U.S. Secretary of State Mike Pompeo on Sunday confirmed that President Donald Trump had sent a letter to North Korean leader Kim Jong Un, voicing hopes of a quick restart to denuclearization talks.

“I am hopeful that this will provide a good foundation for us to begin to continue the important discussions with the North Koreans to denuclearize the peninsula,” Pompeo said.

A report released Sunday by the North’s official Korean Central News Agency said Kim had received an “excellent” letter from Trump, just days before the U.S. leader travels to Asia for the Group of 20 summit in Osaka and then on to South Korea for meetings with President Moon Jae-in.

Kim “said with satisfaction that the letter is of excellent content,” KCNA said in a brief dispatch without revealing any details, including when the “personal letter” was delivered.

“Appreciating the political judging faculty and extraordinary courage of President Trump, Kim Jong Un said that he would seriously contemplate the interesting content,” the report when on, appearing to tease what could be an offer from Trump or a moderation in Washington’s hard-line stance that Pyongyang relinquish its nuclear arsenal before crushing economic sanctions are relaxed.
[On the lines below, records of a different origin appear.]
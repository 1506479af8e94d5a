//! table_loader library: bulk delimited-text loading into a key-value table
//!
//! This library reads rows from a delimited text file, maps positional
//! columns to named fields through a fixed schema, and upserts the
//! resulting records into a key-value table in batches. Re-loading the same
//! input is idempotent: items sharing a primary-key value are replaced, not
//! duplicated.
//!
//! # Example
//!
//! ```no_run
//! use table_loader::{run_load, Config};
//!
//! # #[tokio::main]
//! # async fn main() -> Result<(), Box<dyn std::error::Error>> {
//! let config = Config {
//!     input: std::path::PathBuf::from("reports.csv"),
//!     table: "reports".to_string(),
//!     ..Default::default()
//! };
//!
//! let report = run_load(config).await?;
//! println!("Loaded {} of {} records ({} skipped, {} failed)",
//!          report.records_written, report.records_read,
//!          report.records_skipped, report.records_failed);
//! # Ok(())
//! # }
//! ```
//!
//! # Requirements
//!
//! This library requires a Tokio runtime. Use `#[tokio::main]` in your
//! application or ensure you're calling library functions within an async
//! context.

#![warn(missing_docs)]

pub mod config;
pub mod error_handling;
pub mod initialization;
mod loader;
pub mod schema;
pub mod source;
pub mod storage;

// Re-export public API
pub use config::{Config, LogFormat, LogLevel};
pub use error_handling::{ErrorType, LoadError, LoadStats};
pub use loader::{LoadTally, Loader};
pub use run::{run_load, run_load_with_shutdown, LoadReport};
pub use schema::{Record, Schema, ShapeMismatch};

// Internal run module (contains the main loading logic)
mod run {
    use std::path::PathBuf;
    use std::sync::Arc;
    use std::time::Duration;

    use anyhow::{bail, Context, Result};
    use log::info;
    use serde::Serialize;
    use tokio_util::sync::CancellationToken;

    use crate::config::Config;
    use crate::error_handling::LoadStats;
    use crate::loader::Loader;
    use crate::schema::{Schema, ShapeMismatch};
    use crate::source::{count_data_rows, RecordSource};
    use crate::storage::batch::{BatchConfig, BatchWriter};
    use crate::storage::{init_db_pool_with_path, SqliteTableStore};

    /// Results of a completed load run.
    ///
    /// Counter invariants: `records_read + records_skipped` equals the
    /// number of input lines, and `records_written + records_failed ==
    /// records_read`. The counts are populated even when the run stopped
    /// early (`aborted` is then set to the cause).
    #[derive(Debug, Clone, Serialize)]
    pub struct LoadReport {
        /// Rows mapped to records and submitted for writing.
        pub records_read: usize,
        /// Records the store accepted.
        pub records_written: usize,
        /// Blank lines and malformed rows.
        pub records_skipped: usize,
        /// Records the store did not accept; their keys are in
        /// `failed_keys` so a caller may retry them.
        pub records_failed: usize,
        /// Primary-key values of the failed records.
        pub failed_keys: Vec<String>,
        /// Rows dropped for having fewer columns than the schema.
        pub shape_mismatches: Vec<ShapeMismatch>,
        /// Target table name.
        pub table: String,
        /// Path to the SQLite database holding the table.
        pub db_path: PathBuf,
        /// Elapsed time in seconds.
        pub elapsed_seconds: f64,
        /// Human-readable cause when a fatal error stopped the run early.
        pub aborted: Option<String>,
    }

    /// Converts a configured char to the single-byte form the parser needs.
    fn ascii_byte(c: char, what: &str) -> Result<u8> {
        if c.is_ascii() {
            Ok(c as u8)
        } else {
            bail!("{what} must be a single ASCII character, got {c:?}")
        }
    }

    /// Runs a load with the provided configuration.
    ///
    /// This is the main entry point for the library. It reads rows from the
    /// input file, maps them through the configured schema, and upserts
    /// them into the target table in batches.
    ///
    /// # Errors
    ///
    /// Returns an error if the run could not start at all: the input cannot
    /// be opened, the store cannot be initialized, or the configuration is
    /// invalid. Once loading has begun, failures are reported through the
    /// returned [`LoadReport`] (`records_failed`, `aborted`) instead, so
    /// the counts survive partial failure.
    pub async fn run_load(config: Config) -> Result<LoadReport> {
        run_load_with_shutdown(config, CancellationToken::new()).await
    }

    /// Like [`run_load`], with caller-controlled cancellation.
    ///
    /// Cancellation is honored between rows: the current window is flushed,
    /// then the run stops and reports the partial counts.
    pub async fn run_load_with_shutdown(
        config: Config,
        shutdown: CancellationToken,
    ) -> Result<LoadReport> {
        let delimiter = ascii_byte(config.delimiter, "delimiter")?;
        let quote = ascii_byte(config.quote_char, "quote character")?;
        if config.batch_size == 0 {
            bail!("batch size must be at least 1");
        }
        let schema = Schema::new(config.schema.clone(), &config.primary_key_field)
            .context("Invalid schema configuration")?;

        let total_rows = count_data_rows(&config.input).await?;
        info!(
            "Total data rows in {}: {}",
            config.input.display(),
            total_rows
        );

        let mut source = RecordSource::open(&config.input, delimiter, quote).await?;

        let pool = init_db_pool_with_path(&config.db_path).await?;
        let store = SqliteTableStore::open(Arc::clone(&pool), &config.table, &schema)
            .await
            .context("Failed to initialize target table")?;

        let stats = Arc::new(LoadStats::new());
        let writer = BatchWriter::new(
            store,
            BatchConfig {
                batch_size: config.batch_size,
                flush_timeout: Duration::from_secs(config.batch_timeout_seconds),
            },
            Arc::clone(&stats),
        );
        let loader = Loader::new(schema, writer, Arc::clone(&stats));

        info!(
            "Starting load into table {:?} (batch size {})",
            config.table, config.batch_size
        );
        let start_time = std::time::Instant::now();
        let tally = loader.run(&mut source, &shutdown).await;
        let elapsed_seconds = start_time.elapsed().as_secs_f64();

        stats.print_statistics();
        info!(
            "Load statistics: read={}, written={}, skipped={}, failed={}",
            tally.records_read, tally.records_written, tally.records_skipped, tally.records_failed
        );

        Ok(LoadReport {
            records_read: tally.records_read,
            records_written: tally.records_written,
            records_skipped: tally.records_skipped,
            records_failed: tally.records_failed,
            failed_keys: tally.failed_keys,
            shape_mismatches: tally.shape_mismatches,
            table: config.table.clone(),
            db_path: config.db_path.clone(),
            elapsed_seconds,
            aborted: tally.aborted,
        })
    }
}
On Monday, South Korea’s presidential Blue House confirmed that Trump would meet Moon, saying the U.S. president will make a two-day trip to Seoul starting Saturday. The pair were scheduled to hold summit talks focusing on the North’s denuclearization the following day.

During his visit to Seoul, Trump may also make his first visit to the Demilitarized Zone that divides the two Koreas on Sunday after meeting with Moon, a South Korean government official confirmed.

In response to speculation that Trump and the leaders of the two Koreas could meet at the border truce village of Panmunjom, a Blue House official said there was no plan for that.

The White House was in final preparations to make the visit — Trump’s earlier attempt during a visit to South Korea had been called off because of bad weather — Kyodo News and the Asahi Shimbun both reported, citing diplomatic sources. The White House did not respond to a request for comment on the reports.

Following the first Kim-Trump summit in Singapore last June, and another one in Hanoi in February, U.S. talks with the North over its nuclear arsenal hit a wall due to major differences over the scope of North Korea’s denuclearization and potential sanctions relief by the United States.

U.S. officials have said that Washington has no preconditions for new talks but that progress would require meaningful and verifiable steps by Pyongyang to abandon its nuclear weapons program.

Pompeo was mum on the contents of Trump’s letter but said that the United States has been working to lay foundations for discussions since the Hanoi summit’s abrupt end.

“We think we’re in a better place,” he said

Trump and Kim have in recent months exchanged correspondence, with Trump boasting of a “beautiful” letter he received on the eve of the Singapore summit’s one-year anniversary.

Speaking about that letter earlier this month, South Korea’s Moon said there was “a very interesting part that President Trump did not announce.”

News of the letter to Kim also comes in the wake of Chinese leader Xi Jinping’s first-ever visit as president to North Korea. Kim’s meeting with Xi, together with the correspondence with Trump, has raised expectations that the nuclear talks’ deadlock might soon be broken.

Asked if working-level discussions between the countries would begin soon, Pompeo said: “I think the remarks you saw out of North Korea this morning suggest that may well be a very good possibility. We’re ready to go, we’re literally prepared to go at a moment’s notice if the North Koreans indicate that they’re prepared for those discussions.”

Speculation has also grown that Trump could receive a message on denuclearization from Xi during the two leaders’ meeting on the sidelines of the Osaka G20 summit on Friday and Saturday.

The recent moves have also added momentum for a third Kim-Trump summit, said Andrew O’Neil, an expert on North Korea and a professor at Griffith University in Australia.

“I think a third summit is definitely on the cards, but both sides will need to be assured that it won’t end in a stalemate as with Hanoi,” O’Neil said.

He said Kim’s letter to Trump probably discussed the possibility of the North putting a range of nuclear-related sites on the table, while Trump’s letter almost certainly would have signaled sanctions relief if Pyongyang demonstrates good faith on nuclear facilities as well as a package of security assurances and economic aid once North Korean commitments begin to be implemented.

Still, O’Neil said he did not believe “any of the fundamentals have changed.”

“North Korea will not surrender its nuclear and missile programs,” he said.

“Trump wants the problem ‘solved’ so he can declare victory, and Moon Jae-in understands both of these realities but is stuck domestically and covets a legacy as the South Korean president who delivered on his mentor’s promise of a peace settlement on the Korean Peninsula,” he added, referring to former South Korean President Roh Moo-hyun.